BEGIN

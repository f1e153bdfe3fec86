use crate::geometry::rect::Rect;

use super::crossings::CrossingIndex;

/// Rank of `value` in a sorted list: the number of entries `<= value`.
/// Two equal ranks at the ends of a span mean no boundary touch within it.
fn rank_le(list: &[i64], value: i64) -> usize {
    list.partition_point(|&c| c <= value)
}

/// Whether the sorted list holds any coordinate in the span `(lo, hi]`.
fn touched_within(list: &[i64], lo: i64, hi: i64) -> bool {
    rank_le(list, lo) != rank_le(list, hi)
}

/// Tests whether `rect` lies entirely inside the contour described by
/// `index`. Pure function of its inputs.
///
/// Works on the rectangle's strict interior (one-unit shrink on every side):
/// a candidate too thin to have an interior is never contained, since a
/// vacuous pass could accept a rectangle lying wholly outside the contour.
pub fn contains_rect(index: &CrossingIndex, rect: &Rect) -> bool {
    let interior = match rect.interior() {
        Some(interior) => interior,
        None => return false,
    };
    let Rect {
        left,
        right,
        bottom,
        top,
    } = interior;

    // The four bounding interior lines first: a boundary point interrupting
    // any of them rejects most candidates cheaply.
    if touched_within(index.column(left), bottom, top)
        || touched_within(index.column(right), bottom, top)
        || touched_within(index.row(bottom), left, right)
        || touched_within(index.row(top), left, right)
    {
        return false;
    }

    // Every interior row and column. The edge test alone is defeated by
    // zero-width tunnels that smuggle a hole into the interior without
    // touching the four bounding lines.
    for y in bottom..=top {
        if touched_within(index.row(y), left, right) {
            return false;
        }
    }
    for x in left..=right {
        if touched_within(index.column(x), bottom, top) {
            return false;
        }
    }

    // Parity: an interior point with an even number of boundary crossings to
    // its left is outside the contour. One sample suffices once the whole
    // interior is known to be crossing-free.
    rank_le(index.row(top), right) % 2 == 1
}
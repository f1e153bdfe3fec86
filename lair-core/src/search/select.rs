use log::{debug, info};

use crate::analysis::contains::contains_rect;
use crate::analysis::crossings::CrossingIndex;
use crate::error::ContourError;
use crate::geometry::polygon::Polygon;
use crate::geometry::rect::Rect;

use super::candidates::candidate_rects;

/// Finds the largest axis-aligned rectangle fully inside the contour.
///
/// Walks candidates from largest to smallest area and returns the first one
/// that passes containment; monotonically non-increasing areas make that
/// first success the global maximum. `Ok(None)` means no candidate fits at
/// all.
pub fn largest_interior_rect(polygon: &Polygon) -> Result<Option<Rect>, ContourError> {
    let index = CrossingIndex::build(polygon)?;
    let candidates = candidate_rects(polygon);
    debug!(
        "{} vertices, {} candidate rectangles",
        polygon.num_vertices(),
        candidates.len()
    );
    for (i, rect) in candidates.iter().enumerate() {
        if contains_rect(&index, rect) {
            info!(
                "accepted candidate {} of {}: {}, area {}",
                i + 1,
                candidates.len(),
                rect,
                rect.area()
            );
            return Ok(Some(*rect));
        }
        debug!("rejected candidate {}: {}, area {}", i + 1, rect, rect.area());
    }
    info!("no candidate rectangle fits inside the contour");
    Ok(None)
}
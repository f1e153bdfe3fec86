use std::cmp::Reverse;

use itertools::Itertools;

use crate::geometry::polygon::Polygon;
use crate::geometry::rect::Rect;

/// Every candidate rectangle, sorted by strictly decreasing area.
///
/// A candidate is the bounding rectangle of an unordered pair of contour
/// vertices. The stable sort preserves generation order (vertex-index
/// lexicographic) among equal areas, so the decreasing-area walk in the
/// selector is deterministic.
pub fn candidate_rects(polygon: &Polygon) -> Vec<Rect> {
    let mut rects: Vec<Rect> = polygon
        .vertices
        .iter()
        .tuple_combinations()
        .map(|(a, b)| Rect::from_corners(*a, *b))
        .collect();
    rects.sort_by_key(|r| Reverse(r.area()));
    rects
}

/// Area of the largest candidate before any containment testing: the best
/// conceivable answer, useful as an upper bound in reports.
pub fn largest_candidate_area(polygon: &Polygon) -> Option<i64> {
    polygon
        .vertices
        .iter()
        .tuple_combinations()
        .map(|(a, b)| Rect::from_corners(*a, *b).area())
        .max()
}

END

Everything above from the line containing "the interior without" through the line containing "to be crossing-free." must be copied exactly. Nothing outside that range belongs in the answer.

- **Finished exercise**
    // zero-width tunnels that smuggle a hole into the interior without
    // touching the four bounding lines.
    for y in bottom..=top {
        if touched_within(index.row(y), left, right) {
            return false;
        }
    }
    for x in left..=right {
        if touched_within(index.column(x), bottom, top) {
            return false;
        }
    }

    // Parity: an interior point with an even number of boundary crossings to
    // its left is outside the contour. One sample suffices once the whole
    // interior is known to be crossing-free.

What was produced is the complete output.